_DATA SHOWN:_
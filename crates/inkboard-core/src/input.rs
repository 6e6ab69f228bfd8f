//! Pointer and keyboard input types.

use crate::shortcuts::ShortcutError;
use kurbo::{Point, Vec2};
use serde::{Deserialize, Serialize};
use std::fmt;
use std::str::FromStr;

/// Modifier keys state.
#[derive(Debug, Clone, Copy, Default, PartialEq, Eq, Serialize, Deserialize)]
pub struct Modifiers {
    pub shift: bool,
    pub ctrl: bool,
    pub alt: bool,
    pub meta: bool,
}

impl Modifiers {
    pub const NONE: Modifiers = Modifiers {
        shift: false,
        ctrl: false,
        alt: false,
        meta: false,
    };

    pub fn shift() -> Self {
        Self {
            shift: true,
            ..Self::NONE
        }
    }

    /// Ctrl on Linux/Windows, Cmd on macOS.
    pub fn command(&self) -> bool {
        self.ctrl || self.meta
    }

    /// Whether a pointer-down should toggle into a multi-selection.
    pub fn is_additive(&self) -> bool {
        self.shift || self.command()
    }
}

/// Pointer event in screen coordinates.
#[derive(Debug, Clone, Copy, PartialEq, Serialize, Deserialize)]
pub enum PointerEvent {
    Down { position: Point, modifiers: Modifiers },
    Move { position: Point },
    Up { position: Point },
    DoubleClick { position: Point },
    Wheel { position: Point, delta: Vec2 },
}

/// A key with modifiers, e.g. `Ctrl+Shift+Z`.
///
/// Letter keys are stored uppercase. Meta folds into `ctrl` so that Cmd and
/// Ctrl bindings are the same combo.
#[derive(Debug, Clone, PartialEq, Eq, Hash)]
pub struct KeyCombo {
    pub ctrl: bool,
    pub shift: bool,
    pub alt: bool,
    pub key: String,
}

impl KeyCombo {
    pub fn new(key: &str) -> Self {
        Self {
            ctrl: false,
            shift: false,
            alt: false,
            key: normalize_key(key),
        }
    }

    pub fn ctrl(mut self) -> Self {
        self.ctrl = true;
        self
    }

    pub fn shift(mut self) -> Self {
        self.shift = true;
        self
    }

    pub fn alt(mut self) -> Self {
        self.alt = true;
        self
    }

    /// Build a combo from a host key event.
    ///
    /// Shifted brackets (`{`, `}`) are reported as Shift plus the unshifted key.
    pub fn from_event(key: &str, modifiers: Modifiers) -> Self {
        let (key, implied_shift) = match key {
            "{" => ("[", true),
            "}" => ("]", true),
            other => (other, false),
        };
        Self {
            ctrl: modifiers.command(),
            shift: modifiers.shift || implied_shift,
            alt: modifiers.alt,
            key: normalize_key(key),
        }
    }
}

fn normalize_key(key: &str) -> String {
    let mut chars = key.chars();
    match (chars.next(), chars.next()) {
        (Some(c), None) => c.to_uppercase().collect(),
        _ => match key.to_ascii_lowercase().as_str() {
            "del" | "delete" => "Delete".to_string(),
            "backspace" => "Backspace".to_string(),
            "esc" | "escape" => "Escape".to_string(),
            "enter" | "return" => "Enter".to_string(),
            "space" => "Space".to_string(),
            "tab" => "Tab".to_string(),
            _ => key.to_string(),
        },
    }
}

impl fmt::Display for KeyCombo {
    fn fmt(&self, f: &mut fmt::Formatter<'_>) -> fmt::Result {
        if self.ctrl {
            f.write_str("Ctrl+")?;
        }
        if self.shift {
            f.write_str("Shift+")?;
        }
        if self.alt {
            f.write_str("Alt+")?;
        }
        f.write_str(&self.key)
    }
}

impl FromStr for KeyCombo {
    type Err = ShortcutError;

    fn from_str(s: &str) -> Result<Self, Self::Err> {
        let s = s.trim();
        let (mods, key) = if let Some(prefix) = s.strip_suffix("++") {
            (prefix, "+")
        } else {
            match s.rsplit_once('+') {
                Some((mods, key)) => (mods, key),
                None => ("", s),
            }
        };
        if key.is_empty() {
            return Err(ShortcutError::Parse(s.to_string()));
        }
        let mut combo = KeyCombo::new(key);
        for part in mods.split('+').filter(|p| !p.is_empty()) {
            match part.trim().to_ascii_lowercase().as_str() {
                "ctrl" | "control" | "cmd" | "meta" | "command" => combo.ctrl = true,
                "shift" => combo.shift = true,
                "alt" | "option" => combo.alt = true,
                _ => return Err(ShortcutError::Parse(s.to_string())),
            }
        }
        Ok(combo)
    }
}

impl Serialize for KeyCombo {
    fn serialize<S: serde::Serializer>(&self, serializer: S) -> Result<S::Ok, S::Error> {
        serializer.collect_str(self)
    }
}

impl<'de> Deserialize<'de> for KeyCombo {
    fn deserialize<D: serde::Deserializer<'de>>(deserializer: D) -> Result<Self, D::Error> {
        let s = String::deserialize(deserializer)?;
        s.parse().map_err(serde::de::Error::custom)
    }
}
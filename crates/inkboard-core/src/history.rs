//! Linear undo/redo history over full document snapshots.

/// Default maximum number of snapshots kept.
pub const DEFAULT_HISTORY_LIMIT: usize = 200;

/// Snapshot history with a cursor.
///
/// The visible state is always `snapshots[cursor]`, and `0 <= cursor < len`
/// holds at all times. Pushing truncates everything after the cursor
/// (no branching).
#[derive(Debug, Clone)]
pub struct History<T> {
    snapshots: Vec<T>,
    cursor: usize,
    limit: Option<usize>,
}

impl<T: Default> Default for History<T> {
    fn default() -> Self {
        Self::new(T::default())
    }
}

impl<T> History<T> {
    /// Create a history holding a single initial snapshot.
    pub fn new(initial: T) -> Self {
        Self {
            snapshots: vec![initial],
            cursor: 0,
            limit: Some(DEFAULT_HISTORY_LIMIT),
        }
    }

    /// Set the maximum number of snapshots kept (`None` = unbounded).
    ///
    /// A limit below 1 is treated as 1.
    pub fn with_limit(mut self, limit: Option<usize>) -> Self {
        self.limit = limit.map(|l| l.max(1));
        self.enforce_limit();
        self
    }

    /// The current snapshot.
    pub fn current(&self) -> &T {
        &self.snapshots[self.cursor]
    }

    /// Cursor position.
    pub fn cursor(&self) -> usize {
        self.cursor
    }

    /// Number of snapshots held.
    pub fn len(&self) -> usize {
        self.snapshots.len()
    }

    /// Always false: a history holds at least one snapshot.
    pub fn is_empty(&self) -> bool {
        self.snapshots.is_empty()
    }

    pub fn can_undo(&self) -> bool {
        self.cursor > 0
    }

    pub fn can_redo(&self) -> bool {
        self.cursor + 1 < self.snapshots.len()
    }

    /// Record a new snapshot: drop the redo tail, append, advance the cursor.
    pub fn push(&mut self, snapshot: T) {
        self.snapshots.truncate(self.cursor + 1);
        self.snapshots.push(snapshot);
        self.cursor = self.snapshots.len() - 1;
        self.enforce_limit();
        self.check_invariants();
    }

    /// Step back. Returns the new current snapshot, or `None` at the start.
    pub fn undo(&mut self) -> Option<&T> {
        if !self.can_undo() {
            return None;
        }
        self.cursor -= 1;
        self.check_invariants();
        Some(self.current())
    }

    /// Step forward. Returns the new current snapshot, or `None` at the end.
    pub fn redo(&mut self) -> Option<&T> {
        if !self.can_redo() {
            return None;
        }
        self.cursor += 1;
        self.check_invariants();
        Some(self.current())
    }

    /// Replace the whole history with a single snapshot (document load).
    ///
    /// This is not an undo step.
    pub fn replace(&mut self, snapshot: T) {
        self.snapshots.clear();
        self.snapshots.push(snapshot);
        self.cursor = 0;
    }

    fn enforce_limit(&mut self) {
        let Some(limit) = self.limit else { return };
        if self.snapshots.len() > limit {
            let excess = self.snapshots.len() - limit;
            self.snapshots.drain(..excess);
            self.cursor = self.cursor.saturating_sub(excess);
        }
    }

    fn check_invariants(&self) {
        debug_assert!(!self.snapshots.is_empty(), "history must hold a snapshot");
        debug_assert!(
            self.cursor < self.snapshots.len(),
            "history cursor {} out of bounds ({})",
            self.cursor,
            self.snapshots.len()
        );
    }
}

_BRIEF:_
Take the entries above and copy out all lines with the string "single".

_RESULT BELOW:_
    /// Create a history holding a single initial snapshot.
    /// Replace the whole history with a single snapshot (document load).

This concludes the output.